Senador Eduardo Girão solicita investigação da PGR contra Dias Toffoli por condução de caso Master e pede afastamento do ministro.
O senador Eduardo Girão (Novo-CE) protocolou, na última quarta-feira (14), uma representação na Procuradoria-Geral da República (PGR) contra o ministro do Supremo Tribunal Federal (STF) Dias Toffoli. O parlamentar busca a abertura de uma investigação sobre uma suposta quebra de custódia na condução do caso do Banco Master, levantando questionamentos sobre a imparcialidade e os procedimentos adotados pelo ministro.
A representação alega que a medida de Toffoli, que determinou o armazenamento de elementos de prova relacionados ao caso na sede do STF sem a devida custódia da Polícia Federal, rompe com procedimentos legais estabelecidos no direito processual penal brasileiro. Essa ação, segundo Girão, é particularmente grave por ocorrer em um caso que envolve o próprio ministro.
O caso Banco Master investiga a suposta emissão de cédulas de crédito sem valor real, com o dono da empresa, Daniel Vorcaro, já tendo sido preso. A relatoria de Toffoli no caso já era questionada devido a uma viagem de jatinho que o ministro fez com o advogado Augusto de Arruda Botelho, que posteriormente apresentou um habeas corpus em favor de um diretor do banco. Conforme apurado pelo Gazeta do Povo, o gabinete de Toffoli foi contatado e o espaço permanece aberto para manifestação.
Acusações de quebra de custódia e falta de fundamentação
O senador Girão argumenta que a determinação de custódia anômala carece de fundamentação técnica específica, exigida por lei. Ele destaca que não houve demonstração concreta de que os procedimentos padrão da Polícia Federal seriam inadequados, nem análise de proporcionalidade entre os meios e fins, nem estabelecimento de um prazo determinado para a medida excepcional.

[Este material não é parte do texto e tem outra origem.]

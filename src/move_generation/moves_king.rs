//! King single-step adjacencies. No castling.

use crate::game_state::board::Board;
use crate::game_state::chess_types::{Side, Square};
use crate::move_generation::moves_shared::push_offset_destinations;

pub const KING_OFFSETS: [(i8, i8); 8] = [
    (-1, -1),
    (-1, 0),
    (-1, 1),
    (0, -1),
    (0, 1),
    (1, -1),
    (1, 0),
    (1, 1),
];

pub fn king_destinations(board: &Board, from: Square, side: Side, out: &mut Vec<Square>) {
    push_offset_destinations(board, from, side, &KING_OFFSETS, out);
}
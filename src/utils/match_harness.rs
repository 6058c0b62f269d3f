//! Selector-vs-selector match harness for local diagnostics.
//!
//! Runs two `MoveSelector` implementations against each other without any
//! display surface. The harness reports which side ran out of legal moves
//! and leaves mate-versus-stalemate interpretation to the caller.

use std::time::{Duration, Instant};

use crate::engines::engine_trait::MoveSelector;
use crate::game_state::chess_types::Side;
use crate::game_state::game::Game;

#[derive(Debug, Clone, Copy, PartialEq, Eq)]
pub enum MatchOutcome {
    /// The named side had no legal move when its turn came.
    Stuck(Side),
    /// A selector produced a move the game rejected.
    IllegalSelection(Side),
    MaxPliesReached,
}

#[derive(Debug, Clone, Copy)]
pub struct MatchConfig {
    pub max_plies: u16,
}

impl Default for MatchConfig {
    fn default() -> Self {
        Self { max_plies: 200 }
    }
}

#[derive(Debug, Clone)]
pub struct MatchStats {
    pub outcome: MatchOutcome,
    pub plies_played: u16,
    pub white_move_count: u32,
    pub black_move_count: u32,
    pub white_think_time: Duration,
    pub black_think_time: Duration,
}

impl MatchStats {
    pub fn report(&self) -> String {
        format!(
            "outcome={:?} plies={} white_moves={} black_moves={} white_ms={} black_ms={}",
            self.outcome,
            self.plies_played,
            self.white_move_count,
            self.black_move_count,
            self.white_think_time.as_millis(),
            self.black_think_time.as_millis()
        )
    }
}

/// Play one game between `white` and `black` (each configured for its own
/// side) from the opening position.
pub fn play_match(
    white: &mut dyn MoveSelector,
    black: &mut dyn MoveSelector,
    config: &MatchConfig,
) -> MatchStats {
    let mut game = Game::new();
    white.new_game();
    black.new_game();

    let mut stats = MatchStats {
        outcome: MatchOutcome::MaxPliesReached,
        plies_played: 0,
        white_move_count: 0,
        black_move_count: 0,
        white_think_time: Duration::ZERO,
        black_think_time: Duration::ZERO,
    };

    while stats.plies_played < config.max_plies {
        let side = game.side_to_move();
        let selector: &mut dyn MoveSelector = match side {
            Side::White => &mut *white,
            Side::Black => &mut *black,
        };

        let started_at = Instant::now();
        let selected = selector.select_move(game.board_mut());
        let think = started_at.elapsed();
        match side {
            Side::White => stats.white_think_time += think,
            Side::Black => stats.black_think_time += think,
        }

        let Some(mv) = selected else {
            stats.outcome = MatchOutcome::Stuck(side);
            return stats;
        };
        if !game.attempt_move(mv.from, mv.to) {
            stats.outcome = MatchOutcome::IllegalSelection(side);
            return stats;
        }

        match side {
            Side::White => stats.white_move_count += 1,
            Side::Black => stats.black_move_count += 1,
        }
        stats.plies_played += 1;
    }

    stats
}
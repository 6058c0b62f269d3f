//! Queen rays: the union of bishop and rook directions.

use crate::game_state::board::Board;
use crate::game_state::chess_types::{Side, Square};
use crate::move_generation::moves_bishop::bishop_destinations;
use crate::move_generation::moves_rook::rook_destinations;

pub fn queen_destinations(board: &Board, from: Square, side: Side, out: &mut Vec<Square>) {
    bishop_destinations(board, from, side, out);
    rook_destinations(board, from, side, out);
}
//! Helpers shared by the per-piece pseudo-legal generators.

use crate::game_state::board::Board;
use crate::game_state::chess_types::{Side, Square};

/// Walk sliding rays from `from`, accumulating empty squares. A ray stops
/// at the first occupied square and includes it iff it holds an enemy
/// piece; it never continues past an occupied square.
pub fn push_ray_destinations(
    board: &Board,
    from: Square,
    side: Side,
    directions: &[(i8, i8)],
    out: &mut Vec<Square>,
) {
    for &(row_delta, col_delta) in directions {
        let mut cursor = from;
        while let Some(next) = cursor.offset(row_delta, col_delta) {
            match board.piece_at(next) {
                None => out.push(next),
                Some(occupant) => {
                    if occupant.side != side {
                        out.push(next);
                    }
                    break;
                }
            }
            cursor = next;
        }
    }
}

/// Fixed-offset destinations (knight, king): on-board and not occupied by
/// a same-side piece.
pub fn push_offset_destinations(
    board: &Board,
    from: Square,
    side: Side,
    offsets: &[(i8, i8)],
    out: &mut Vec<Square>,
) {
    for &(row_delta, col_delta) in offsets {
        if let Some(dest) = from.offset(row_delta, col_delta) {
            match board.piece_at(dest) {
                None => out.push(dest),
                Some(occupant) if occupant.side != side => out.push(dest),
                Some(_) => {}
            }
        }
    }
}
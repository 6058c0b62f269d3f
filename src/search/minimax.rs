//! Depth-limited minimax with alpha-beta pruning and a soft wall-clock
//! budget.
//!
//! The searcher owns no state: it mutates the caller's board in place and
//! restores it move by move. The deadline is polled cooperatively at node
//! entry and before each top-level candidate, so an in-flight branch may
//! finish its current iteration after the budget expires.

use std::time::{Duration, Instant};

use rand::prelude::IndexedRandom;
use rand::Rng;

use crate::game_state::board::Board;
use crate::game_state::chess_types::{Move, Side};
use crate::move_generation::legal_moves::side_moves_in_place;
use crate::search::board_scoring::{BoardScorer, SCORE_INFINITY};

/// Search knobs, lifted out of embedded constants into explicit
/// constructor input.
#[derive(Debug, Clone, Copy)]
pub struct SearchConfig {
    pub max_depth: u8,
    pub time_budget: Duration,
    /// Probability of bypassing search for a uniformly random legal move —
    /// a strength-limiting knob, not a fallback.
    pub random_move_probability: f64,
    /// The side this searcher plays.
    pub side: Side,
}

impl Default for SearchConfig {
    fn default() -> Self {
        Self {
            max_depth: 3,
            time_budget: Duration::from_millis(2_000),
            random_move_probability: 0.3,
            side: Side::Black,
        }
    }
}

/// What the searcher decided and what it cost.
#[derive(Debug, Clone, Copy)]
pub struct SearchOutcome {
    /// `None` only when the searched side has no legal move at all.
    pub best_move: Option<Move>,
    pub best_score: i32,
    pub nodes: u64,
    pub elapsed: Duration,
    /// Whether the move came from the random knob or the timeout fallback
    /// rather than a completed candidate evaluation.
    pub picked_random: bool,
}

/// Pick a move for `config.side`. Never returns `None` while that side has
/// at least one legal move: an exhausted budget degrades to the best move
/// found so far, or failing that a uniformly random legal move.
pub fn search_best_move<S: BoardScorer, R: Rng>(
    board: &mut Board,
    scorer: &S,
    config: &SearchConfig,
    rng: &mut R,
) -> SearchOutcome {
    let started_at = Instant::now();
    let mut outcome = SearchOutcome {
        best_move: None,
        best_score: -SCORE_INFINITY,
        nodes: 0,
        elapsed: Duration::ZERO,
        picked_random: false,
    };

    let candidates = side_moves_in_place(board, config.side);
    if candidates.is_empty() {
        outcome.elapsed = started_at.elapsed();
        return outcome;
    }

    let random_probability = config.random_move_probability.clamp(0.0, 1.0);
    if rng.random_bool(random_probability) {
        outcome.best_move = candidates.as_slice().choose(rng).copied();
        outcome.picked_random = true;
        outcome.elapsed = started_at.elapsed();
        return outcome;
    }

    for &mv in &candidates {
        if started_at.elapsed() > config.time_budget {
            break;
        }
        let Some(undo) = board.apply_relocation(mv) else {
            continue;
        };
        let score = alpha_beta(
            board,
            scorer,
            config,
            config.max_depth.saturating_sub(1),
            -SCORE_INFINITY,
            SCORE_INFINITY,
            false,
            started_at,
            &mut outcome.nodes,
        );
        board.undo_relocation(undo);

        // Strictly better only: ties keep the first candidate found.
        if score > outcome.best_score {
            outcome.best_score = score;
            outcome.best_move = Some(mv);
        }
    }

    if outcome.best_move.is_none() {
        outcome.best_move = candidates.as_slice().choose(rng).copied();
        outcome.picked_random = true;
    }
    outcome.elapsed = started_at.elapsed();
    outcome
}

fn alpha_beta<S: BoardScorer>(
    board: &mut Board,
    scorer: &S,
    config: &SearchConfig,
    depth: u8,
    mut alpha: i32,
    mut beta: i32,
    maximizing: bool,
    started_at: Instant,
    nodes: &mut u64,
) -> i32 {
    *nodes += 1;

    // Soft cutoff: an expired budget degrades to a static evaluation, as
    // does reaching the depth horizon.
    if started_at.elapsed() > config.time_budget || depth == 0 {
        return scorer.score(board, config.side);
    }

    let mover = if maximizing {
        config.side
    } else {
        config.side.opposite()
    };
    let moves = side_moves_in_place(board, mover);
    if moves.is_empty() {
        // No legal move is maximally bad for whoever is stuck; checkmate
        // and stalemate are deliberately not distinguished.
        return if maximizing {
            -SCORE_INFINITY
        } else {
            SCORE_INFINITY
        };
    }

    if maximizing {
        let mut best = -SCORE_INFINITY;
        for mv in moves {
            let Some(undo) = board.apply_relocation(mv) else {
                continue;
            };
            let score = alpha_beta(
                board,
                scorer,
                config,
                depth - 1,
                alpha,
                beta,
                false,
                started_at,
                nodes,
            );
            board.undo_relocation(undo);
            best = best.max(score);
            alpha = alpha.max(score);
            if beta <= alpha {
                break;
            }
        }
        best
    } else {
        let mut best = SCORE_INFINITY;
        for mv in moves {
            let Some(undo) = board.apply_relocation(mv) else {
                continue;
            };
            let score = alpha_beta(
                board,
                scorer,
                config,
                depth - 1,
                alpha,
                beta,
                true,
                started_at,
                nodes,
            );
            board.undo_relocation(undo);
            best = best.min(score);
            beta = beta.min(score);
            if beta <= alpha {
                break;
            }
        }
        best
    }
}
//! Uniform-random selector.
//!
//! Doubles as the hint provider for display surfaces and as a baseline
//! opponent for diagnostics and harness play.

use rand::prelude::IndexedRandom;
use rand::rngs::StdRng;
use rand::SeedableRng;

use crate::engines::engine_trait::MoveSelector;
use crate::game_state::board::Board;
use crate::game_state::chess_types::{Move, Side};
use crate::move_generation::legal_moves::side_moves_in_place;

pub struct RandomEngine {
    side: Side,
    rng: StdRng,
}

impl RandomEngine {
    pub fn new(side: Side) -> Self {
        Self {
            side,
            rng: StdRng::from_os_rng(),
        }
    }

    /// Deterministic variant for tests and reproducible diagnostics.
    pub fn seeded(side: Side, seed: u64) -> Self {
        Self {
            side,
            rng: StdRng::seed_from_u64(seed),
        }
    }

    pub fn side(&self) -> Side {
        self.side
    }
}

impl MoveSelector for RandomEngine {
    fn name(&self) -> &str {
        "random"
    }

    fn select_move(&mut self, board: &mut Board) -> Option<Move> {
        let moves = side_moves_in_place(board, self.side);
        moves.as_slice().choose(&mut self.rng).copied()
    }
}
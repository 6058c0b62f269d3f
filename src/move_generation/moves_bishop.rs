//! Bishop diagonal rays.

use crate::game_state::board::Board;
use crate::game_state::chess_types::{Side, Square};
use crate::move_generation::moves_shared::push_ray_destinations;

pub const BISHOP_DIRECTIONS: [(i8, i8); 4] = [(-1, -1), (-1, 1), (1, -1), (1, 1)];

pub fn bishop_destinations(board: &Board, from: Square, side: Side, out: &mut Vec<Square>) {
    push_ray_destinations(board, from, side, &BISHOP_DIRECTIONS, out);
}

A medida de Toffoli, que determinou o armazenamento de provas na sede do STF sem análise e custódia da Polícia Federal, foi classificada pelo senador como uma ação de caráter absolutamente excepcional, que **rompe com procedimentos consolidados** no direito processual penal brasileiro. Girão ressalta que isso ocorre justamente em investigações ligadas ao Banco Master, caso em que o próprio ministro **avocou para si as investigações** e decretou sigilo sobre elementos cruciais.
Pedido de afastamento de Toffoli do caso Master
Diante da repercussão negativa, o ministro Dias Toffoli determinou o envio do material para a PGR e a Polícia Federal para análises complementares. No entanto, o senador Eduardo Girão vai além e solicita o **afastamento de Toffoli do caso Banco Master**. O pedido inclui uma análise técnica independente sobre possíveis conflitos de interesse e impedimentos relacionados à condução do processo.
Agora, a representação segue para análise do procurador-geral da República, Paulo Gonet, que decidirá se dará seguimento à investigação ou se arquivará o caso. A expectativa é de que a PGR analise criteriosamente as alegações de Girão sobre a condução do caso Master e a atuação do ministro Toffoli.